Como já escrevi outras vezes, estou distanciado do tal “movimento umbandista”, com seu líderes, faculdades, cursos, picuinhas e afins, mas fico impressionado em como as coisas que escrevi neste blog há muito tempo ainda continuam a repercutir e incomodar, especialmente ao pessoal da Vila Alexandria.

Os meus questionamentos sobre a legitimidade de Rivas Neto em ser o “sucessor de Matta e Silva” é o que mais doi no calo desta turminha. Os caras não se conformam com o que o Velho Matta escreveu falando que o Astral não o orientou a deixar sucessor, dos testemunhos dos antigos Mestres da Raíz de Guiné que NUNCA reconheceram Rivas Neto como tal (perguntem ao Mário Tomar (Yassuamy), Ivan Costa (Itaoman) e outros Mestres coroados por Mestre Yapacani).

Quem desmete Rivas Neto são eles e não eu. Eles também são “sem raiz”?

Este papo de que eu não tenho raiz, que sou isto e aquilo, há muito já não me atinge mais. Como diz a minha ex-esposa “este mundo não mais me pertence”. A Umbanda, para mim, está dentro do meu coração, no meu pequeno Templo, naqueles fiéis aos ensinamentos do Velho Mata e, principalmente no Astral. Nunca me preocupei com reconhecimentos, em ser “incensado”, ter um séquito de puxa-sacos (em geral de caráter duvidoso) ou “pau mandados” a me defender e fazer marketing em listas de discussão e comunidades virtuais.

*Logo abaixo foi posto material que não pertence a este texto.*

mod common;

use similar_asserts::assert_eq;
use varcfg_core::AnyEmptyResult;

#[test]
fn export_writes_all_formats() -> AnyEmptyResult {
	let tmp = tempfile::tempdir()?;
	common::write_project(tmp.path())?;

	let mut cmd = common::varcfg_cmd();
	cmd.arg("export")
		.arg("--path")
		.arg(tmp.path())
		.assert()
		.success()
		.stdout(predicates::str::contains("Exported 3 file(s) to generated."));

	let generated = tmp.path().join("generated");
	let header = std::fs::read_to_string(generated.join("board_a_final_cfg.h"))?;
	assert_eq!(header, common::EXPECTED_HEADER);

	let json: serde_json::Value =
		serde_json::from_str(&std::fs::read_to_string(generated.join("board_a.json"))?)?;
	assert_eq!(
		json,
		serde_json::json!({
			"UART_BAUD": 9600,
			"DEVICE_NAME": "board \"A\"",
			"ENABLE_LOG": false,
		})
	);

	let yaml = std::fs::read_to_string(generated.join("board_a.yaml"))?;
	assert!(yaml.starts_with("UART_BAUD: 9600\n"), "unexpected yaml: {yaml}");
	assert!(yaml.contains("ENABLE_LOG: false\n"));

	Ok(())
}

#[test]
fn export_json_keeps_schema_order() -> AnyEmptyResult {
	let tmp = tempfile::tempdir()?;
	common::write_project(tmp.path())?;

	let mut cmd = common::varcfg_cmd();
	cmd.arg("export")
		.arg("--path")
		.arg(tmp.path())
		.arg("--format")
		.arg("json")
		.assert()
		.success();

	let json = std::fs::read_to_string(tmp.path().join("generated").join("board_a.json"))?;
	assert_eq!(
		json,
		"{\n  \"UART_BAUD\": 9600,\n  \"DEVICE_NAME\": \"board \\\"A\\\"\",\n  \"ENABLE_LOG\": \
		 false\n}"
	);

	Ok(())
}

#[test]
fn export_selected_formats_only() -> AnyEmptyResult {
	let tmp = tempfile::tempdir()?;
	common::write_project(tmp.path())?;

	let mut cmd = common::varcfg_cmd();
	cmd.arg("export")
		.arg("--path")
		.arg(tmp.path())
		.arg("--format")
		.arg("header")
		.assert()
		.success()
		.stdout(predicates::str::contains("Exported 1 file(s)"));

	let generated = tmp.path().join("generated");
	assert!(generated.join("board_a_final_cfg.h").is_file());
	assert!(!generated.join("board_a.json").exists());
	assert!(!generated.join("board_a.yaml").exists());

	Ok(())
}

#[test]
fn export_to_custom_out_dir() -> AnyEmptyResult {
	let tmp = tempfile::tempdir()?;
	common::write_project(tmp.path())?;

	let mut cmd = common::varcfg_cmd();
	cmd.arg("export")
		.arg("--path")
		.arg(tmp.path())
		.arg("--out")
		.arg("build/config")
		.assert()
		.success();

	assert!(
		tmp.path()
			.join("build/config/board_a_final_cfg.h")
			.is_file()
	);

	Ok(())
}

#[test]
fn export_uses_config_export_table() -> AnyEmptyResult {
	let tmp = tempfile::tempdir()?;
	common::write_project(tmp.path())?;
	std::fs::write(
		tmp.path().join("varcfg.toml"),
		format!(
			"{}\n[export]\nout_dir = \"cfg\"\nformats = [\"yaml\"]\n",
			common::CONFIG_TOML
		),
	)?;

	let mut cmd = common::varcfg_cmd();
	cmd.arg("export")
		.arg("--path")
		.arg(tmp.path())
		.assert()
		.success();

	assert!(tmp.path().join("cfg/board_a.yaml").is_file());
	assert!(!tmp.path().join("cfg/board_a.json").exists());

	Ok(())
}

#[test]
fn export_to_stdout_prints_raw_header() -> AnyEmptyResult {
	let tmp = tempfile::tempdir()?;
	common::write_project(tmp.path())?;

	let mut cmd = common::varcfg_cmd();
	let output = cmd
		.arg("export")
		.arg("--path")
		.arg(tmp.path())
		.arg("--format")
		.arg("header")
		.arg("--stdout")
		.output()?;

	assert!(output.status.success());
	assert_eq!(String::from_utf8(output.stdout)?, common::EXPECTED_HEADER);
	assert!(!tmp.path().join("generated").exists());

	Ok(())
}

#[test]
fn export_to_stdout_separates_artifacts() -> AnyEmptyResult {
	let tmp = tempfile::tempdir()?;
	common::write_project(tmp.path())?;

	let mut cmd = common::varcfg_cmd();
	cmd.arg("export")
		.arg("--path")
		.arg(tmp.path())
		.arg("--stdout")
		.assert()
		.success()
		.stdout(predicates::str::contains("==> board_a.json <=="))
		.stdout(predicates::str::contains("==> board_a.yaml <=="))
		.stdout(predicates::str::contains("==> board_a_final_cfg.h <=="));

	Ok(())
}

#[test]
fn export_variant_flag_overrides_config() -> AnyEmptyResult {
	let tmp = tempfile::tempdir()?;
	common::write_project(tmp.path())?;

	let mut cmd = common::varcfg_cmd();
	cmd.arg("export")
		.arg("--path")
		.arg(tmp.path())
		.arg("--variant")
		.arg("board_b")
		.arg("--format")
		.arg("header")
		.assert()
		.success();

	let header =
		std::fs::read_to_string(tmp.path().join("generated").join("board_b_final_cfg.h"))?;
	assert!(header.contains("// Variant: board_b\n"));

	Ok(())
}

#[test]
fn export_without_values_uses_defaults() -> AnyEmptyResult {
	let tmp = tempfile::tempdir()?;
	std::fs::write(tmp.path().join("schema.json"), common::SCHEMA_JSON)?;

	let mut cmd = common::varcfg_cmd();
	cmd.arg("export")
		.arg("--path")
		.arg(tmp.path())
		.arg("--schema")
		.arg("schema.json")
		.arg("--format")
		.arg("json")
		.assert()
		.success();

	let json: serde_json::Value = serde_json::from_str(&std::fs::read_to_string(
		tmp.path().join("generated").join("variant.json"),
	)?)?;
	assert_eq!(
		json,
		serde_json::json!({
			"UART_BAUD": 115_200,
			"DEVICE_NAME": "keyer",
			"ENABLE_LOG": false,
		})
	);

	Ok(())
}

#[test]
fn export_warns_about_skipped_keys() -> AnyEmptyResult {
	let tmp = tempfile::tempdir()?;
	common::write_project(tmp.path())?;
	std::fs::write(
		tmp.path().join("values.yaml"),
		"UART_BAUD: 9600\nbad-key: 1\nUNDESCRIBED: 2\n",
	)?;

	let mut cmd = common::varcfg_cmd();
	let output = cmd
		.arg("export")
		.arg("--path")
		.arg(tmp.path())
		.arg("--format")
		.arg("header")
		.output()?;

	assert!(output.status.success());
	let stderr = String::from_utf8(output.stderr)?;
	assert!(stderr.contains("skipping key"), "stderr: {stderr}");
	assert!(stderr.contains("bad-key"), "stderr: {stderr}");
	assert!(stderr.contains("UNDESCRIBED"), "stderr: {stderr}");

	let header =
		std::fs::read_to_string(tmp.path().join("generated").join("board_a_final_cfg.h"))?;
	assert!(!header.contains("bad-key"));
	assert!(!header.contains("UNDESCRIBED"));

	Ok(())
}

#[test]
fn export_fails_without_schema() -> AnyEmptyResult {
	let tmp = tempfile::tempdir()?;

	let mut cmd = common::varcfg_cmd();
	cmd.arg("export")
		.arg("--path")
		.arg(tmp.path())
		.assert()
		.code(2)
		.stderr(predicates::str::contains("varcfg::missing_schema"));

	Ok(())
}

#[test]
fn export_reports_unparseable_schema() -> AnyEmptyResult {
	let tmp = tempfile::tempdir()?;
	common::write_project(tmp.path())?;
	std::fs::write(tmp.path().join("schema.json"), "{ not json")?;

	let mut cmd = common::varcfg_cmd();
	cmd.arg("export")
		.arg("--path")
		.arg(tmp.path())
		.assert()
		.code(2)
		.stderr(predicates::str::contains("schema.json"));

	Ok(())
}
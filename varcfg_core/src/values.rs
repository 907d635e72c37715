use derive_more::Deref;
use serde::Deserialize;
use serde::Serialize;
use serde_json::Map;
use serde_json::Value;

use crate::Schema;
use crate::VarcfgError;
use crate::VarcfgResult;
use crate::schema::value_type_name;

/// An immutable snapshot of the values a variant assigns to schema keys.
///
/// Entries keep insertion order. Updates never mutate a snapshot in place:
/// [`ValueMap::with_value`] and friends return a new map, so a rendered
/// preview and an export always observe a consistent set of values.
///
/// A `null` entry means the key is unset. Keys that the schema does not
/// describe are kept, exported to JSON / YAML, and skipped by the header
/// generator.
#[derive(Debug, Clone, Default, PartialEq, Deref, Serialize, Deserialize)]
#[serde(transparent)]
pub struct ValueMap(Map<String, Value>);

impl ValueMap {
	/// An entry for every schema key, holding the declared default or `null`.
	pub fn from_schema(schema: &Schema) -> Self {
		let map = schema
			.iter()
			.map(|field| {
				(
					field.key.clone(),
					field.spec.default_value().unwrap_or(Value::Null),
				)
			})
			.collect();

		Self(map)
	}

	/// Wrap a parsed values document. The root must be a mapping.
	pub fn from_value(value: Value, source: &str) -> VarcfgResult<Self> {
		match value {
			Value::Object(map) => Ok(Self(map)),
			// An empty document is an empty mapping.
			Value::Null => Ok(Self::default()),
			other => {
				Err(VarcfgError::ValuesParse {
					path: source.to_string(),
					reason: format!(
						"expected a mapping at the root, found {}",
						value_type_name(&other)
					),
				})
			}
		}
	}

	/// Return a new snapshot with `key` set to `value`. An existing key keeps
	/// its position.
	#[must_use]
	pub fn with_value(&self, key: impl Into<String>, value: Value) -> Self {
		let mut map = self.0.clone();
		map.insert(key.into(), value);
		Self(map)
	}

	/// Return a new snapshot with `key` unset (`null`).
	#[must_use]
	pub fn unset(&self, key: impl Into<String>) -> Self {
		self.with_value(key, Value::Null)
	}

	/// Return a new snapshot with every entry of `overrides` applied on top
	/// of this one.
	#[must_use]
	pub fn overlay(&self, overrides: &ValueMap) -> Self {
		let mut map = self.0.clone();
		for (key, value) in overrides.iter() {
			map.insert(key.clone(), value.clone());
		}
		Self(map)
	}

	/// Reset to the schema defaults. Called whenever the schema itself
	/// changes.
	#[must_use]
	pub fn reset(schema: &Schema) -> Self {
		Self::from_schema(schema)
	}

	/// Returns `true` when `key` holds a non-null value.
	pub fn is_set(&self, key: &str) -> bool {
		self.0.get(key).is_some_and(|value| !value.is_null())
	}

	pub fn into_inner(self) -> Map<String, Value> {
		self.0
	}
}

impl From<Map<String, Value>> for ValueMap {
	fn from(map: Map<String, Value>) -> Self {
		Self(map)
	}
}

impl FromIterator<(String, Value)> for ValueMap {
	fn from_iter<T: IntoIterator<Item = (String, Value)>>(iter: T) -> Self {
		Self(iter.into_iter().collect())
	}
}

Não vendo cursos, iniciações, não sou dono de faculdades e, com certeza, não vivo e nunca vivi da Umbanda, como o próprio Rivas Neto admitiu que fazia em um de seus vídeos. Não sou dono de gravadoras de fundo de quintal e nem de grupos musicais relacionados à Banda.

Aqueles que quiser saber mais sobre a tal “sucessão de Matta e Silva”, encontre algum livro antigo de Rivas Neto e vá até o cartório onde a “firma” do Velho Matta foi reconhecida (?!?) nos documentos que ele expõe logo nas primeiras páginas. Pergunte, como eu fiz, pelo cartão de assinatura ou qualquer registro do mesmo e depois tire as suas próprias conclusões.

Se isto fizer a menor diferença para você (porque para mim não faz mais…), vá a OICD e pergunte pela famigerada gravação em vídeo do suposto ritual da trasmissão da Raiz de Guiné, que tal e qual a cabeça de bacalhau, enterro de anão e político honesto, ninguém, exceto Rivas Neto e seus puxa-sacos, assistiu.

Já disse que a solução para encerrar tal polêmica é simples: editem a porcaria do tal video e coloquem na internet com imagem e, principalmente, áudio de qualidade. Então, eu calo a minha boca e ainda peço desculpas públicas.

Obviamente tal vídeo JAMAIS irá aparecer, porque simplesmente não existiu tramissão alguma, Rivas Neto não é sucessor de ninguém. O fato da família do saudoso Mestre Yapacani ter Rivas Neto em alta conta não quer dizer absolutamente nada, sendo uma falácia das mais infantis e não prova absolutamente nada.

Ao invés de João Carneiro e outros asseclas de Rivas Neto ficarem vomitando falácias e enrolando os mais crédulos com textos bem escritos, mas que não dizem nada com coisa nenhuma, emails que parecem verdadeiras dissertações acadêmicas para impressionar os seguidores (aliás, técnica corriqueira entre estes “avatares” da Nova Era…), deveriam partir para a solução mais simples e colocar o vídeo no ar.

Explicar as “zilhões” de contradições entre o que foi escrito pelo “caboclo” Sete Espadas e o “exu” Capa Preta, respectivamente em “Umbanda – A Protosíntese Cósmica” e “Exu O Grande Arcano” e o que é praticado hoje em dia na OICD e filiados também seria bom.

Mas, enfim, paraodiando minha ex-esposa: “este mundo não mais me pertence”. Continuo aqui no meu canto, em “off”, lendo as bobagens que continuam assolando esta “umbanda virtual” e vendo, cada dia mais otários caindo nas lábias de pseudos-acadêmicos.

Para terminar, queria deixar aqui registrado minha satisfação em ter auxiliado juridicamente o José Roberto Pereira, vulgo “BK”, “JRP”, no processo que o Sr. William do Carmo Oliveira, o Mestre Obashanan, moveu contra o mesmo. Foi mais fácil do que eu pensava, não deu nem graça. =)

Muito Manáh, Àsé e Bençãos à todos os leitores (se é que ainda tenho algum) e até qualquer dia.